Posted in Reviews on February 22nd, 2013 by JJ Koczan

Within the first five of its total 79 minutes, Insider’s Vibrations from the Tapes has let you know what it’s all about. The Italian instrumental trio – founded by brothers Marco Ranalli (guitar) and Piero Ranalli (bass) in 1991, though in a much different musical form – are all about the jams. The Phonosphera limited-to-200 jewel case CD pressing is comprised of five tracks, and apart from the second, “Killing Boredom” (3:08), none of them are under 12 minutes long. The penultimate “First Steps” solos and echoes its way past the 27-minute mark, and before opener “Your Brainticket” (22:33) is over, Insider have made direct musical references to Black Sabbath and Jimi Hendrix – probably others as well – so really, it’s not like the band are shooting for subtlety in letting listeners know what they’re up to. It’s the jam, and Insider – rounded out by drummer Stefano Di Rito and mastered by Void Generator’s Gianmarco Iantaffi – hone in on it pretty well. Or at least they did, since Vibrations from the Tapes was put to its titular tape in 2007.

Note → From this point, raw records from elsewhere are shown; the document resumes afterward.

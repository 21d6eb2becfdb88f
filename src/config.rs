//! Application configuration parsed from environment variables.
//!
//! Parsing goes through a key lookup so tests can supply a map instead of
//! mutating the process environment.

#[cfg(test)]
#[path = "config_test.rs"]
mod tests;

use std::path::PathBuf;
use std::time::Duration;

use crate::directory::DEFAULT_USERS_TABLE;

pub const DEFAULT_STORAGE_PATH: &str = ".comanda/local-storage.json";
pub const DEFAULT_REQUEST_TIMEOUT_SECS: u64 = 30;
pub const DEFAULT_CONNECT_TIMEOUT_SECS: u64 = 10;
pub const DEFAULT_DB_MAX_CONNECTIONS: u32 = 5;

#[derive(Debug, thiserror::Error, PartialEq, Eq)]
pub enum ConfigError {
    #[error("missing required env var {var}")]
    Missing { var: &'static str },
    #[error("invalid value for {var}: {value:?} ({expected})")]
    Invalid { var: &'static str, value: String, expected: &'static str },
}

/// Which credential lookup service to talk to.
#[derive(Debug, Clone, PartialEq, Eq)]
pub enum BackendConfig {
    /// Supabase REST gateway (the hosted default).
    Supabase { url: String, anon_key: String },
    /// Direct PostgreSQL connection.
    Postgres { database_url: String, max_connections: u32 },
    /// JSON fixture of user rows, for local development.
    File { users_path: PathBuf },
}

impl BackendConfig {
    #[must_use]
    pub fn kind(&self) -> &'static str {
        match self {
            Self::Supabase { .. } => "supabase",
            Self::Postgres { .. } => "postgres",
            Self::File { .. } => "file",
        }
    }
}

#[derive(Debug, Clone, Copy, PartialEq, Eq)]
pub struct Timeouts {
    pub request_secs: u64,
    pub connect_secs: u64,
}

impl Timeouts {
    #[must_use]
    pub fn request(&self) -> Duration {
        Duration::from_secs(self.request_secs)
    }

    #[must_use]
    pub fn connect(&self) -> Duration {
        Duration::from_secs(self.connect_secs)
    }
}

#[derive(Debug, Clone, PartialEq, Eq)]
pub struct AppConfig {
    pub backend: BackendConfig,
    pub users_table: String,
    /// File backing durable local storage.
    pub storage_path: PathBuf,
    /// Optional JSON route table replacing the built-in one.
    pub routes_path: Option<PathBuf>,
    pub timeouts: Timeouts,
}

impl AppConfig {
    /// Build typed config from environment variables.
    ///
    /// - `COMANDA_BACKEND`: `supabase` (default), `postgres` or `file`
    /// - `SUPABASE_URL`, `SUPABASE_ANON_KEY`: required for `supabase`
    /// - `DATABASE_URL`: required for `postgres`; `DB_MAX_CONNECTIONS` default 5
    /// - `COMANDA_USERS_PATH`: required for `file`
    /// - `COMANDA_USERS_TABLE`: default `usuarios`
    /// - `COMANDA_STORAGE_PATH`: default `.comanda/local-storage.json`
    /// - `COMANDA_ROUTES_PATH`: optional
    /// - `COMANDA_REQUEST_TIMEOUT_SECS` (30), `COMANDA_CONNECT_TIMEOUT_SECS` (10)
    ///
    /// # Errors
    ///
    /// Returns a [`ConfigError`] if a required variable is missing or the
    /// backend kind is unknown.
    pub fn from_env() -> Result<Self, ConfigError> {
        Self::from_lookup(|key| std::env::var(key).ok())
    }

    /// Build typed config from an arbitrary key lookup. Empty values count as
    /// unset.
    ///
    /// # Errors
    ///
    /// See [`AppConfig::from_env`].
    pub fn from_lookup(lookup: impl Fn(&str) -> Option<String>) -> Result<Self, ConfigError> {
        let get = |key: &str| lookup(key).map(|v| v.trim().to_owned()).filter(|v| !v.is_empty());
        let require = |key: &'static str| get(key).ok_or(ConfigError::Missing { var: key });

        let backend = match get("COMANDA_BACKEND").as_deref().unwrap_or("supabase") {
            "supabase" => BackendConfig::Supabase {
                url: require("SUPABASE_URL")?
                    .trim_end_matches('/')
                    .to_owned(),
                anon_key: require("SUPABASE_ANON_KEY")?,
            },
            "postgres" => BackendConfig::Postgres {
                database_url: require("DATABASE_URL")?,
                max_connections: parse_or(get("DB_MAX_CONNECTIONS"), DEFAULT_DB_MAX_CONNECTIONS),
            },
            "file" => BackendConfig::File { users_path: PathBuf::from(require("COMANDA_USERS_PATH")?) },
            other => {
                return Err(ConfigError::Invalid {
                    var: "COMANDA_BACKEND",
                    value: other.to_owned(),
                    expected: "supabase, postgres or file",
                });
            }
        };

        Ok(Self {
            backend,
            users_table: get("COMANDA_USERS_TABLE").unwrap_or_else(|| DEFAULT_USERS_TABLE.to_owned()),
            storage_path: get("COMANDA_STORAGE_PATH").map_or_else(|| PathBuf::from(DEFAULT_STORAGE_PATH), PathBuf::from),
            routes_path: get("COMANDA_ROUTES_PATH").map(PathBuf::from),
            timeouts: Timeouts {
                request_secs: parse_or(get("COMANDA_REQUEST_TIMEOUT_SECS"), DEFAULT_REQUEST_TIMEOUT_SECS),
                connect_secs: parse_or(get("COMANDA_CONNECT_TIMEOUT_SECS"), DEFAULT_CONNECT_TIMEOUT_SECS),
            },
        })
    }
}

fn parse_or<T: std::str::FromStr>(raw: Option<String>, default: T) -> T {
    raw.and_then(|v| v.parse::<T>().ok()).unwrap_or(default)
}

The band tracked these songs live in their rehearsal space and if you told me they were making a decent portion of the music up on the spot, I’d believe you, since even if some of the parts are plotted out beforehand, there’s a natural spontaneity that arises from Marco’s range of effects and Stefano’s drum changes that shines through each of these tracks. That leaves Piero as the anchoring element, and he proves more than capable in the role, sticking more or less in the vicinity of a single bassline for most of “Your Brainticket” and all of the aforementioned shortest jam “Killing Boredom” while Marco and Stefano enact and punctuate, respectively, a heavy psychedelic swirl around him. Since a portion of the European scene has been centered around this kind of jamming – if not as the actual substance of their releases (apart from Electric Moon and a handful of others), then at least as the foundation from which songs are then built – one might say Insider were ahead of the game six years ago when they dealt out these Vibrations, but rehearsal space jamming is ultimately nothing new and as hypnotic as these tracks are once the band really gets going, they never seems to be making any claim at groundbreaking originality, as the nods to “War Pigs” and “Voodoo Child” toward the end of “Your Brainticket” would seem to indicate.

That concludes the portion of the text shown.